● **Work request**
Provide an exact repetition of every entry, with no word altered.

*** Information shown Section Begins ***

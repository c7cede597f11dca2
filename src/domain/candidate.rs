//! Generated candidates.

use serde::Serialize;

/// Kind of generated handle.
#[derive(Debug, Clone, Copy, PartialEq, Eq, Hash, Serialize)]
#[serde(rename_all = "lowercase")]
pub enum CandidateKind {
    /// Bare username.
    Username,
    /// `username@domain`.
    Email,
}

impl std::fmt::Display for CandidateKind {
    fn fmt(&self, f: &mut std::fmt::Formatter<'_>) -> std::fmt::Result {
        match self {
            Self::Username => write!(f, "username"),
            Self::Email => write!(f, "email"),
        }
    }
}

/// A generated handle with its provenance.
///
/// Two candidates are the same entity when their handles are equal; the other
/// fields are for traceability only.
#[derive(Debug, Clone, Serialize)]
pub struct Candidate {
    /// Display form of the source name.
    pub name: String,

    /// Username or email.
    pub kind: CandidateKind,

    /// The generated string.
    pub handle: String,

    /// Template that produced the username part.
    pub template: String,

    /// Email domain, for emails.
    #[serde(skip_serializing_if = "Option::is_none")]
    pub domain: Option<String>,
}

impl Candidate {
    /// Create a username candidate.
    pub fn username(
        name: impl Into<String>,
        handle: impl Into<String>,
        template: impl Into<String>,
    ) -> Self {
        Self {
            name: name.into(),
            kind: CandidateKind::Username,
            handle: handle.into(),
            template: template.into(),
            domain: None,
        }
    }

    /// Combine a username candidate with a domain.
    #[must_use]
    pub fn with_domain(&self, domain: &str) -> Self {
        Self {
            name: self.name.clone(),
            kind: CandidateKind::Email,
            handle: format!("{}@{domain}", self.handle),
            template: self.template.clone(),
            domain: Some(domain.to_string()),
        }
    }
}

impl PartialEq for Candidate {
    fn eq(&self, other: &Self) -> bool {
        self.handle == other.handle
    }
}

impl Eq for Candidate {}

impl std::hash::Hash for Candidate {
    fn hash<H: std::hash::Hasher>(&self, state: &mut H) {
        self.handle.hash(state);
    }
}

*** Information shown Section Ends ***

● **Expected answer**
repository c7cede597f11dca2
filename src/domain/candidate.rs
//! Generated candidates.

use serde::Serialize;

/// Kind of generated handle.
#[derive(Debug, Clone, Copy, PartialEq, Eq, Hash, Serialize)]
#[serde(rename_all = "lowercase")]
pub enum CandidateKind {
    /// Bare username.
    Username,
    /// `username@domain`.
    Email,
}

impl std::fmt::Display for CandidateKind {
    fn fmt(&self, f: &mut std::fmt::Formatter<'_>) -> std::fmt::Result {
        match self {
            Self::Username => write!(f, "username"),
            Self::Email => write!(f, "email"),
        }
    }
}

/// A generated handle with its provenance.
///
/// Two candidates are the same entity when their handles are equal; the other
/// fields are for traceability only.
#[derive(Debug, Clone, Serialize)]
pub struct Candidate {
    /// Display form of the source name.
    pub name: String,

    /// Username or email.
    pub kind: CandidateKind,

    /// The generated string.
    pub handle: String,

    /// Template that produced the username part.
    pub template: String,

    /// Email domain, for emails.
    #[serde(skip_serializing_if = "Option::is_none")]
    pub domain: Option<String>,
}

impl Candidate {
    /// Create a username candidate.
    pub fn username(
        name: impl Into<String>,
        handle: impl Into<String>,
        template: impl Into<String>,
    ) -> Self {
        Self {
            name: name.into(),
            kind: CandidateKind::Username,
            handle: handle.into(),
            template: template.into(),
            domain: None,
        }
    }

    /// Combine a username candidate with a domain.
    #[must_use]
    pub fn with_domain(&self, domain: &str) -> Self {
        Self {
            name: self.name.clone(),
            kind: CandidateKind::Email,
            handle: format!("{}@{domain}", self.handle),
            template: self.template.clone(),
            domain: Some(domain.to_string()),
        }
    }
}

impl PartialEq for Candidate {
    fn eq(&self, other: &Self) -> bool {
        self.handle == other.handle
    }
}

impl Eq for Candidate {}

impl std::hash::Hash for Candidate {
    fn hash<H: std::hash::Hasher>(&self, state: &mut H) {
        self.handle.hash(state);
    }
}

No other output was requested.